§ **PROBLEM STATEMENT**: When a line of the entries contains the word "ScoreOutOfRange", report that line.

§ **Stored items**:

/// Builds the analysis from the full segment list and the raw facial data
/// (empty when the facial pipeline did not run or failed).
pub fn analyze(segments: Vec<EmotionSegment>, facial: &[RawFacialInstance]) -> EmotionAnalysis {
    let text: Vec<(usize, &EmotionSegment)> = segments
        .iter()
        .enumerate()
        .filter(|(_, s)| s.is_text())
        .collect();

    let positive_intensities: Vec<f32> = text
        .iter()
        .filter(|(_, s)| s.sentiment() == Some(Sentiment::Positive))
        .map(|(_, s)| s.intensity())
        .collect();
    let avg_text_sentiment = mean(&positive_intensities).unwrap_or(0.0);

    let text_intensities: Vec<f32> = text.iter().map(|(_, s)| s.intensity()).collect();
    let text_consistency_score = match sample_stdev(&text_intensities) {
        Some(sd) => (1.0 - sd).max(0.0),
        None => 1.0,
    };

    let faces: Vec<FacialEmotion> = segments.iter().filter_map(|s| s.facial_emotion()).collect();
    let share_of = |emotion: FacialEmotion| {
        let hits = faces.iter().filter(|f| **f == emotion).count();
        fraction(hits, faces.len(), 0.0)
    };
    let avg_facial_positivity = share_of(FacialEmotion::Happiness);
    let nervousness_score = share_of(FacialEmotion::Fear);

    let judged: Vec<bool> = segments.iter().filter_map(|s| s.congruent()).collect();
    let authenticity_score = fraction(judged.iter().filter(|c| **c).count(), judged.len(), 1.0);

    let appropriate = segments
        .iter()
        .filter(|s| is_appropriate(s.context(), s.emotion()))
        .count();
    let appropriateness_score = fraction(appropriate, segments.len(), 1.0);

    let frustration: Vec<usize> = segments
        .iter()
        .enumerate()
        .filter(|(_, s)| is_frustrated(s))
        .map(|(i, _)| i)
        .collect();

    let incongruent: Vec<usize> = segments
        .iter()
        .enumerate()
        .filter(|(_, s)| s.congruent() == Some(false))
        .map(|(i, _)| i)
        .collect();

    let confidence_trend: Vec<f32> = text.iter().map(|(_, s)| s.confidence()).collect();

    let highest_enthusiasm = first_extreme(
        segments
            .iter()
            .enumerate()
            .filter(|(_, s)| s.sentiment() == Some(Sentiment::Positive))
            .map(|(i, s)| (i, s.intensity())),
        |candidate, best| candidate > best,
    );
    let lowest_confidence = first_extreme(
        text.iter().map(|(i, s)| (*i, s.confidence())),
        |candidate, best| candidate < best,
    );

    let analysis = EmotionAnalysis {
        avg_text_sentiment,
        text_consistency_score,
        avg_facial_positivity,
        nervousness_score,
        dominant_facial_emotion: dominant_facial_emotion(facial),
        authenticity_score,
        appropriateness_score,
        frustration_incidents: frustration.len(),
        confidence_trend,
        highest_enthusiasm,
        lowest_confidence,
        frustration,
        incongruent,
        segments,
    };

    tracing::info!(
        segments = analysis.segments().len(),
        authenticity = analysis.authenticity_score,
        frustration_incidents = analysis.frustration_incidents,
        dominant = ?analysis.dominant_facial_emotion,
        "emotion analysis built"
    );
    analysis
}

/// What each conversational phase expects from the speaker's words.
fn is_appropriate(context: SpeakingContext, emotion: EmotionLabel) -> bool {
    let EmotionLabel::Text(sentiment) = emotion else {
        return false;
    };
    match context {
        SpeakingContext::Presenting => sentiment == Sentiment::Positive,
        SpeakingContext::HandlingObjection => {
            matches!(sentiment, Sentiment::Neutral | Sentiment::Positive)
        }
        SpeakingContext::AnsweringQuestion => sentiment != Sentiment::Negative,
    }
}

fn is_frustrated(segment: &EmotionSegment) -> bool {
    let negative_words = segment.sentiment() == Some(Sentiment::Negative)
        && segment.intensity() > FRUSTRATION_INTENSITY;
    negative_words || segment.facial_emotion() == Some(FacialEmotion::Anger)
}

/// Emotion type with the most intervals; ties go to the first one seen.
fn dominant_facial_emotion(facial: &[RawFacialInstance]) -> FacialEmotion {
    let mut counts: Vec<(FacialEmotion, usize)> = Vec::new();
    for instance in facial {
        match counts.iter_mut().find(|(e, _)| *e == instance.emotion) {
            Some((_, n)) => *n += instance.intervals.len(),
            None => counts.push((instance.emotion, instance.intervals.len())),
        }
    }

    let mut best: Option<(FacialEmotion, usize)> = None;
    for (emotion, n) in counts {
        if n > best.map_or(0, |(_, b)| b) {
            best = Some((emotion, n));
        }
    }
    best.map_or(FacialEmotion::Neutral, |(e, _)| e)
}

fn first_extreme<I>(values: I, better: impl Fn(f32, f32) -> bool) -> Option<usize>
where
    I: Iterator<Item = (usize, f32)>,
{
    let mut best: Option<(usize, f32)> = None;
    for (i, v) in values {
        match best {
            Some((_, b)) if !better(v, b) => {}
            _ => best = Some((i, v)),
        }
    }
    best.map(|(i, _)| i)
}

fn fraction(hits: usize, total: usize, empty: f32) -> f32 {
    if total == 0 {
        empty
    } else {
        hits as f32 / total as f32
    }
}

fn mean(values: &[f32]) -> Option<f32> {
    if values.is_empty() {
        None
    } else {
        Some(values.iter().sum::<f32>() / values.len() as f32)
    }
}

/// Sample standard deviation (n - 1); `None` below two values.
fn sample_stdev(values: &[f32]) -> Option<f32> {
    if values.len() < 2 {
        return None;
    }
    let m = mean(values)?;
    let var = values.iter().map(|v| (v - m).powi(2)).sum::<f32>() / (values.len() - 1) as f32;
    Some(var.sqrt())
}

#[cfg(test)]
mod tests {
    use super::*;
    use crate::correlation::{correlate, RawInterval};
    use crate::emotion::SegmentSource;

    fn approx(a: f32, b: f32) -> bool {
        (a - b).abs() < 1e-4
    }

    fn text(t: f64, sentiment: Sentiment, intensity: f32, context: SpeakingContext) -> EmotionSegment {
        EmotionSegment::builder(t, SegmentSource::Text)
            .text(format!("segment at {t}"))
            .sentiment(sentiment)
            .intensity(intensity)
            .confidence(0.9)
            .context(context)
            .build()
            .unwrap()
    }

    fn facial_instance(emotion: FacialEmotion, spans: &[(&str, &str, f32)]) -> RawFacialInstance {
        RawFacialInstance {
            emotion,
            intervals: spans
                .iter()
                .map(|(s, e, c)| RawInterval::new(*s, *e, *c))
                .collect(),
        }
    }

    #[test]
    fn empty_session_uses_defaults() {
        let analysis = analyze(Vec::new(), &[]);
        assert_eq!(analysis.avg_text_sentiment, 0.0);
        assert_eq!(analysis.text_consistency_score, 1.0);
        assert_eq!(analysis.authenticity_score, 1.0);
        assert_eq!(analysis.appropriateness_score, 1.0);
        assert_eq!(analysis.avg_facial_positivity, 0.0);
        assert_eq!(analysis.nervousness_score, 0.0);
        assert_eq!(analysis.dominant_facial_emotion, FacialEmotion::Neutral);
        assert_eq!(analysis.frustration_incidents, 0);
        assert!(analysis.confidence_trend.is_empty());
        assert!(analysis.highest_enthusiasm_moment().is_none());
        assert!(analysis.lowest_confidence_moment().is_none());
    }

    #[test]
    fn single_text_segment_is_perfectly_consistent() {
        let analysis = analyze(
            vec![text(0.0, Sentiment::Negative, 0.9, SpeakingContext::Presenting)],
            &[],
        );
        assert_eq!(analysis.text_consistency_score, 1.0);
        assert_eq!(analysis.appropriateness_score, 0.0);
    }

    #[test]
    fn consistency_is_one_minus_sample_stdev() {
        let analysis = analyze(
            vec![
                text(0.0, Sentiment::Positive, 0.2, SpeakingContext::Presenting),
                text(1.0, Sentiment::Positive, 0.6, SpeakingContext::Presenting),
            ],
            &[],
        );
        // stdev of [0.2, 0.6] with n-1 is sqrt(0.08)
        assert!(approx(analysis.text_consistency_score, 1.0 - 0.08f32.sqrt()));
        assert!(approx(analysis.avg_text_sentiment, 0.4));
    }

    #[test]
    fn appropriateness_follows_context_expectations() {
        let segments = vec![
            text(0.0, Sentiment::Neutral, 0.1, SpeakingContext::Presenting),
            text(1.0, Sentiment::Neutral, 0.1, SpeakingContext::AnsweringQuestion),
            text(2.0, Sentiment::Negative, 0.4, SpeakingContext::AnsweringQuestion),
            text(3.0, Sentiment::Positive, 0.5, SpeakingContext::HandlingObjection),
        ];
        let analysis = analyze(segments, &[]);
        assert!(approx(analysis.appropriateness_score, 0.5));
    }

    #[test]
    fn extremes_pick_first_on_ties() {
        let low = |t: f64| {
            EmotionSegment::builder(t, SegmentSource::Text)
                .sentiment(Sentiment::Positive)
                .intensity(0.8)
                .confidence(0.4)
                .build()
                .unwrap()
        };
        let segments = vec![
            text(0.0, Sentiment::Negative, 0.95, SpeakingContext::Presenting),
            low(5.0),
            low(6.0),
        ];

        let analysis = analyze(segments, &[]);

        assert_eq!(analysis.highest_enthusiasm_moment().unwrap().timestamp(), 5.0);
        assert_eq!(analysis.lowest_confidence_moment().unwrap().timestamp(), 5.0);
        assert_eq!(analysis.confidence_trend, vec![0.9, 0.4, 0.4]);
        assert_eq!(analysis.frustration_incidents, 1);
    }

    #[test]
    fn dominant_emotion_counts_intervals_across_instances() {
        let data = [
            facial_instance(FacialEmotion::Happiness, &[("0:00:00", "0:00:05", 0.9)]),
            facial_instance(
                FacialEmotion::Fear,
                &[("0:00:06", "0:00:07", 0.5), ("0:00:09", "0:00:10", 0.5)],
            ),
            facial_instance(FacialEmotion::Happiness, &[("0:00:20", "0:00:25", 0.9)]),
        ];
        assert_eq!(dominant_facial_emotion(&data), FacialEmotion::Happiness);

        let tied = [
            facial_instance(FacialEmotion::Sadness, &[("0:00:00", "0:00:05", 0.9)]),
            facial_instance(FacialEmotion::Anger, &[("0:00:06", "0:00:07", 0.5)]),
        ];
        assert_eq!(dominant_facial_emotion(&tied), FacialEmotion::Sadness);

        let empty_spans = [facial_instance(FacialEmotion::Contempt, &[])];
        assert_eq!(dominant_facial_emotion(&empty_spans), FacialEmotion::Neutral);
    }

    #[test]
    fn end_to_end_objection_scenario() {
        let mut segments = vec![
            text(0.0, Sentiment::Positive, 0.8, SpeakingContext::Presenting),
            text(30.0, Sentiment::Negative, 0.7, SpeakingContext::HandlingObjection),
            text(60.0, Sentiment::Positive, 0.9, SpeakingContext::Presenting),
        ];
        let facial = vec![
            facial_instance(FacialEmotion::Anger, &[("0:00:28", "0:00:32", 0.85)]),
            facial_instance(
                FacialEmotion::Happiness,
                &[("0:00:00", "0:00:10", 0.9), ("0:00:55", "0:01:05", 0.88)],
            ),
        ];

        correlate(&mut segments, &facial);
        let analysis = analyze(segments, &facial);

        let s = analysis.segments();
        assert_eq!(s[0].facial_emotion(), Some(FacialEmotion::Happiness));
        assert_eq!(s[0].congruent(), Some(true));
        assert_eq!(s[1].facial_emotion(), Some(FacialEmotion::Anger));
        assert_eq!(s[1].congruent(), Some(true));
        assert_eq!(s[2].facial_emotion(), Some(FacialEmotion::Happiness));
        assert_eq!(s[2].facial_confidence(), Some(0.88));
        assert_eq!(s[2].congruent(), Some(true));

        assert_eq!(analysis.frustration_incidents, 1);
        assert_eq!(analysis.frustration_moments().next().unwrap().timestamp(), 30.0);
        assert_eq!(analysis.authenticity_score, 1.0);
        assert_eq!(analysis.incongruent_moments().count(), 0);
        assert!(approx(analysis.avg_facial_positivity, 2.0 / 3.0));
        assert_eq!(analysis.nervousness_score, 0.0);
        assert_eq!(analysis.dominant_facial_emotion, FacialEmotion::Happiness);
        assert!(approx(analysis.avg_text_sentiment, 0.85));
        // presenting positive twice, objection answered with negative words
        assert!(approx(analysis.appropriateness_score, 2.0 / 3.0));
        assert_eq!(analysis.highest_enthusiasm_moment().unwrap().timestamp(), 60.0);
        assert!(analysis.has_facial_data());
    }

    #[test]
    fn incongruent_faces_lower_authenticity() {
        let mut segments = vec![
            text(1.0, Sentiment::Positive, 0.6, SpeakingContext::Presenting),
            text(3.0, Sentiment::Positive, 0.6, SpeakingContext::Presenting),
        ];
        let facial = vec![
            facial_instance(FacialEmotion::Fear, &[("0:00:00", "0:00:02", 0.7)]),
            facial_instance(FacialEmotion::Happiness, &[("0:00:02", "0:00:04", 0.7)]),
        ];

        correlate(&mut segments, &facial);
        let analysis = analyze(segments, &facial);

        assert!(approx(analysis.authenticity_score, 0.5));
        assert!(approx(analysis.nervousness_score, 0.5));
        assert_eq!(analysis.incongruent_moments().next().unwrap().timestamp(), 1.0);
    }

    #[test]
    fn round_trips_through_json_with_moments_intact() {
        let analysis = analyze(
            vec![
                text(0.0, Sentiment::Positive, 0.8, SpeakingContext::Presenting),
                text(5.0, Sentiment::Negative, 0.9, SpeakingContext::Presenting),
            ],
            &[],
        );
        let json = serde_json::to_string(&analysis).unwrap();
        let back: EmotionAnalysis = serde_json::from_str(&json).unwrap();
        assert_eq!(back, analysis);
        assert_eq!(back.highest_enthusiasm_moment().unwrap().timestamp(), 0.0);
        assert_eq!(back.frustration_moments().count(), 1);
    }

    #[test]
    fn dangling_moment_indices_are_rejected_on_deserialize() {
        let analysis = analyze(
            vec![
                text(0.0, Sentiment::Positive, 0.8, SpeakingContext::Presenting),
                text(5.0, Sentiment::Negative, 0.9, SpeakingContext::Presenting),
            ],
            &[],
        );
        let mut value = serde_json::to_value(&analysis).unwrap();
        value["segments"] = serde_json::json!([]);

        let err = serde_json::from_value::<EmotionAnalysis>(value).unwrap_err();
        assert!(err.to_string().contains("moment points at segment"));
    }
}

==

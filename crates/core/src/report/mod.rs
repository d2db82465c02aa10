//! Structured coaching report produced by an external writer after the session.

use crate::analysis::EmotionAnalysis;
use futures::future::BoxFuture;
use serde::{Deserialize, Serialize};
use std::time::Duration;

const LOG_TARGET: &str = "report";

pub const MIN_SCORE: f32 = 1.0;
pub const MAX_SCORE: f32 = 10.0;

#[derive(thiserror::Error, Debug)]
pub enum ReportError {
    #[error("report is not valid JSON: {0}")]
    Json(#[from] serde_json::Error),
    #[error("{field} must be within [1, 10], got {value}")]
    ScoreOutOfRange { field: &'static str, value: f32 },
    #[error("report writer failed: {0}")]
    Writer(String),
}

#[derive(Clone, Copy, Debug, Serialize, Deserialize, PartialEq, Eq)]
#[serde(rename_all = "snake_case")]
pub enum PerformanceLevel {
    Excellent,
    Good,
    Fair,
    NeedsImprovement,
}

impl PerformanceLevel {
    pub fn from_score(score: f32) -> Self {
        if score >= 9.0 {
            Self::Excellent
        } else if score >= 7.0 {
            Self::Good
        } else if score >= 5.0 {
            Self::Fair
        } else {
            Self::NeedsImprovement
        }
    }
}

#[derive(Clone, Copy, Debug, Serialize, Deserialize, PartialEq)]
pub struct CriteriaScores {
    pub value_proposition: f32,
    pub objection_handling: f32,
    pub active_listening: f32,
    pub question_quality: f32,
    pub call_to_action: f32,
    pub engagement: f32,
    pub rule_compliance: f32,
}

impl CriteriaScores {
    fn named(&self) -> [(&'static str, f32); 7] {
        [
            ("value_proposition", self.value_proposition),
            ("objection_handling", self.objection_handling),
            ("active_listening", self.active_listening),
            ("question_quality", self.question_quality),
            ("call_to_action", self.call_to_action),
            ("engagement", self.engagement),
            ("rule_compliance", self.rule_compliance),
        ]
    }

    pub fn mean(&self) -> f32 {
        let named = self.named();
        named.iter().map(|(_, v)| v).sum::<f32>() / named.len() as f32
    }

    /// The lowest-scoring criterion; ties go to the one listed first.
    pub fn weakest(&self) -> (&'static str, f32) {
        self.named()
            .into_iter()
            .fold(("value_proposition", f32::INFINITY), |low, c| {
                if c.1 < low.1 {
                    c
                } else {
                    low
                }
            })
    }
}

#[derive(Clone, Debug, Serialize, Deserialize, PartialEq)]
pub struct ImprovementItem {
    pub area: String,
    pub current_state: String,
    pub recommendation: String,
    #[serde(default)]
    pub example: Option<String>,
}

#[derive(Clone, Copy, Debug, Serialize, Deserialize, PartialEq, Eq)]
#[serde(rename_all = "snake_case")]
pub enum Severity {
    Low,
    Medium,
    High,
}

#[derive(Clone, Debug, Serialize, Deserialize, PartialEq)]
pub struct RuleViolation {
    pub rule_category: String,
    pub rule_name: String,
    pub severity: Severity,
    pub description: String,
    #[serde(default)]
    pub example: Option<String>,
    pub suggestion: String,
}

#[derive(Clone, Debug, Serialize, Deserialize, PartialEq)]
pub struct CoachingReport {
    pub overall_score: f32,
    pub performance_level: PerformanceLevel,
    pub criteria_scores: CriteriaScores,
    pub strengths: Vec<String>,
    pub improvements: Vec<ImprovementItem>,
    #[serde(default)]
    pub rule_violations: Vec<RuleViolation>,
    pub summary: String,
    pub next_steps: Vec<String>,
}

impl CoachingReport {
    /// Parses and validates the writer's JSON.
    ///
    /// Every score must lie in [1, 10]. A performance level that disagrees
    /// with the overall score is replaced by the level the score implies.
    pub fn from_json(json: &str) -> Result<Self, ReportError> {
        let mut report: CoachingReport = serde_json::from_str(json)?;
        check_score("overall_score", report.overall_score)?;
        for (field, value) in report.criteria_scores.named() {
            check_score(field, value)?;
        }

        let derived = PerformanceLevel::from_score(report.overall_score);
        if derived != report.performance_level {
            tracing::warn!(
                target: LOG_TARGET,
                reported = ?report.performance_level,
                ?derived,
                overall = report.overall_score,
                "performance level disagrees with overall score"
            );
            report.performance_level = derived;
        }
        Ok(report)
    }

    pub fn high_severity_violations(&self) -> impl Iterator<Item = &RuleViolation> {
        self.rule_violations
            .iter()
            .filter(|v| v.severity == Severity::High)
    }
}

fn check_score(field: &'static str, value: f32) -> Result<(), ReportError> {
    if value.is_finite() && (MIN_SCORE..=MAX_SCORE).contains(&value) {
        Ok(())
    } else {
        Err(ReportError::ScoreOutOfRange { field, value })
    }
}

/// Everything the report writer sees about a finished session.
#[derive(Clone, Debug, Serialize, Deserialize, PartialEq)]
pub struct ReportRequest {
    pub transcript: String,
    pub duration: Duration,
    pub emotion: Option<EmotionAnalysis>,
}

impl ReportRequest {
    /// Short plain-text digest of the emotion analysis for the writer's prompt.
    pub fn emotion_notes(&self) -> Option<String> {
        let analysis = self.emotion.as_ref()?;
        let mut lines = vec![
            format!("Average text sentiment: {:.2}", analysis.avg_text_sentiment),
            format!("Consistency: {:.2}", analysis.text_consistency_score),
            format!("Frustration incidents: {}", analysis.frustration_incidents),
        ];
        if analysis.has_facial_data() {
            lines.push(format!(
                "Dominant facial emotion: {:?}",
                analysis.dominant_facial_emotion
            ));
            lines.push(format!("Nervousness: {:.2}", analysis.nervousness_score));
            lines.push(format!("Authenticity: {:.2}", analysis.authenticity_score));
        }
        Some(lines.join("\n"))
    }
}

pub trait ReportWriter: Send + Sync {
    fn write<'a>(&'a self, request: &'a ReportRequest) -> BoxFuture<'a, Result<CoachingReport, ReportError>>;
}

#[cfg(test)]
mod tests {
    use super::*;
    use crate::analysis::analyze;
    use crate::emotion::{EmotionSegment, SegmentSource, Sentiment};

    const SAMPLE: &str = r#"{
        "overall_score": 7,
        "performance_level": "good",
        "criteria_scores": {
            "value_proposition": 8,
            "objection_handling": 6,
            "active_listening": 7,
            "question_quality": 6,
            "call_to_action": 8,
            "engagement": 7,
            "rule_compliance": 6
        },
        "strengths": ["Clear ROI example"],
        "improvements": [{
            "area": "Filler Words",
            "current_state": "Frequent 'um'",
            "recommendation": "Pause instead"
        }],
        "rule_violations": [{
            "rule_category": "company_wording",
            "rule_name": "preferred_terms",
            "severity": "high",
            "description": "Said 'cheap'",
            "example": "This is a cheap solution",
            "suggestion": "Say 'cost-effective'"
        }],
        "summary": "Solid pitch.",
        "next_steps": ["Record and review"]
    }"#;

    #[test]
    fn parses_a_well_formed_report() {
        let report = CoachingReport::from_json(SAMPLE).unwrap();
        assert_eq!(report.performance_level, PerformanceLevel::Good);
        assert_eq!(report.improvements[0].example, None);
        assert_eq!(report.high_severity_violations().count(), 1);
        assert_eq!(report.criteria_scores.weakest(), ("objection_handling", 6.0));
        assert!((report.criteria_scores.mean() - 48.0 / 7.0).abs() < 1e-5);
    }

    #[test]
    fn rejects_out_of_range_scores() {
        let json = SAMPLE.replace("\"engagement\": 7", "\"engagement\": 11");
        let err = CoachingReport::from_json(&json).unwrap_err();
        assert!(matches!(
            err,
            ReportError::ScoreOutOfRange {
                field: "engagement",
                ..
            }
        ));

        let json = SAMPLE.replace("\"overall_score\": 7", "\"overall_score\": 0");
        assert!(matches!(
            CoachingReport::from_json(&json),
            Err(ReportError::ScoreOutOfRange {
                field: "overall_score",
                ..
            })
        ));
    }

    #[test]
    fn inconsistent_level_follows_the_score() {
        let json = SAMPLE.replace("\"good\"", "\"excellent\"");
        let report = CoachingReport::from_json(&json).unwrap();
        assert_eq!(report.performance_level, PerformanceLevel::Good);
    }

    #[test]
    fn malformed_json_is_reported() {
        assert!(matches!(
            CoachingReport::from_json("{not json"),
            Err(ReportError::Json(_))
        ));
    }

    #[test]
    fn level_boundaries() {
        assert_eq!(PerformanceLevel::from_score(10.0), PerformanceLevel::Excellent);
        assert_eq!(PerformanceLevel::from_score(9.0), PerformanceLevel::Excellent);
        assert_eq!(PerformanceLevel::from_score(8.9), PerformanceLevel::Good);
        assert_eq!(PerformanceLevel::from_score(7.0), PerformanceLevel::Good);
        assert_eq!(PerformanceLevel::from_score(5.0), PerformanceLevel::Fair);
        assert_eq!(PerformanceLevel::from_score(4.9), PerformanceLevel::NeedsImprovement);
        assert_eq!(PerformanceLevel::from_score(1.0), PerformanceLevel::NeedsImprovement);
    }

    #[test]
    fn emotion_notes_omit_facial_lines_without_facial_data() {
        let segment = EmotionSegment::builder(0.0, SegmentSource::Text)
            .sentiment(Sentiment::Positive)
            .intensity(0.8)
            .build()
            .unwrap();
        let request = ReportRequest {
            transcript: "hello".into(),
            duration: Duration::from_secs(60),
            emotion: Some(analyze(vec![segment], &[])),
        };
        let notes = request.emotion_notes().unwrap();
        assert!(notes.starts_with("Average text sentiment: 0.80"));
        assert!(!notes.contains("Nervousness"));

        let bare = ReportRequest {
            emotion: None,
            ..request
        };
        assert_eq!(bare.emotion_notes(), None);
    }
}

§ **SOLUTION TO THIS TASK**:
    ScoreOutOfRange { field: &'static str, value: f32 },
        Err(ReportError::ScoreOutOfRange { field, value })
            ReportError::ScoreOutOfRange {
            Err(ReportError::ScoreOutOfRange {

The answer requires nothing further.